//! Workspace members: the apps and libraries living under `apps/` and
//! `packages/`.

use std::fmt;
use std::path::{Path, PathBuf};

use serde::{Deserialize, Serialize};

/// Directory that holds application members.
pub const APPS_DIR: &str = "apps";
/// Directory that holds library members.
pub const PACKAGES_DIR: &str = "packages";
/// Manifest file every member must carry.
pub const MANIFEST_FILE: &str = "package.json";

/// Which workspace root a member lives under.
#[derive(Debug, Clone, Copy, PartialEq, Eq, Hash, Serialize, Deserialize)]
#[serde(rename_all = "lowercase")]
pub enum MemberKind {
    /// A deployable application under `apps/`.
    App,
    /// A shared library under `packages/`.
    #[serde(rename = "package")]
    Library,
}

impl MemberKind {
    /// Both kinds, in discovery order.
    pub const ALL: [MemberKind; 2] = [MemberKind::App, MemberKind::Library];

    pub const fn as_str(&self) -> &'static str {
        match self {
            Self::App => "app",
            Self::Library => "package",
        }
    }

    /// Directory (relative to the workspace root) holding members of this kind.
    pub const fn root_dir(&self) -> &'static str {
        match self {
            Self::App => APPS_DIR,
            Self::Library => PACKAGES_DIR,
        }
    }
}

impl fmt::Display for MemberKind {
    fn fmt(&self, f: &mut fmt::Formatter<'_>) -> fmt::Result {
        f.write_str(self.as_str())
    }
}

/// A member discovered on disk.
///
/// Members are recomputed on every discovery pass and never cached.
#[derive(Debug, Clone, PartialEq)]
pub struct WorkspaceMember {
    /// Manifest `name`, or the directory name when the manifest has none.
    pub name: String,
    /// Location of the member directory.
    pub path: PathBuf,
    pub kind: MemberKind,
    /// Raw manifest content. Only `name` is interpreted.
    pub manifest: serde_json::Map<String, serde_json::Value>,
}

impl WorkspaceMember {
    /// Build a member from its directory and parsed manifest.
    pub fn from_manifest(
        path: impl Into<PathBuf>,
        kind: MemberKind,
        manifest: serde_json::Map<String, serde_json::Value>,
    ) -> Self {
        let path = path.into();
        let name = manifest
            .get("name")
            .and_then(serde_json::Value::as_str)
            .filter(|n| !n.is_empty())
            .map(str::to_owned)
            .unwrap_or_else(|| dir_name(&path).to_owned());

        Self {
            name,
            path,
            kind,
            manifest,
        }
    }

    /// Final path component of the member directory.
    pub fn dir_name(&self) -> &str {
        dir_name(&self.path)
    }

    /// Whether `candidate` names this member, either by manifest name or by
    /// directory alias.
    pub fn answers_to(&self, candidate: &str) -> bool {
        self.name == candidate || self.dir_name() == candidate
    }
}

fn dir_name(path: &Path) -> &str {
    path.file_name().and_then(|n| n.to_str()).unwrap_or_default()
}
//! Process adapters.

mod recording;
mod system;

pub use recording::RecordingRunner;
pub use system::SystemCommandRunner;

____

#### [WHAT IS REQUIRED]
In the entries above, find the line holding "pub fn answers_to(&self, candidate: &str)" and the line holding "mod system;", then retype exactly those two lines and every line between them, and nothing else.

#### [COMPLETED TASK]
    pub fn answers_to(&self, candidate: &str) -> bool {
        self.name == candidate || self.dir_name() == candidate
    }
}

fn dir_name(path: &Path) -> &str {
    path.file_name().and_then(|n| n.to_str()).unwrap_or_default()
}
//! Process adapters.

mod recording;
mod system;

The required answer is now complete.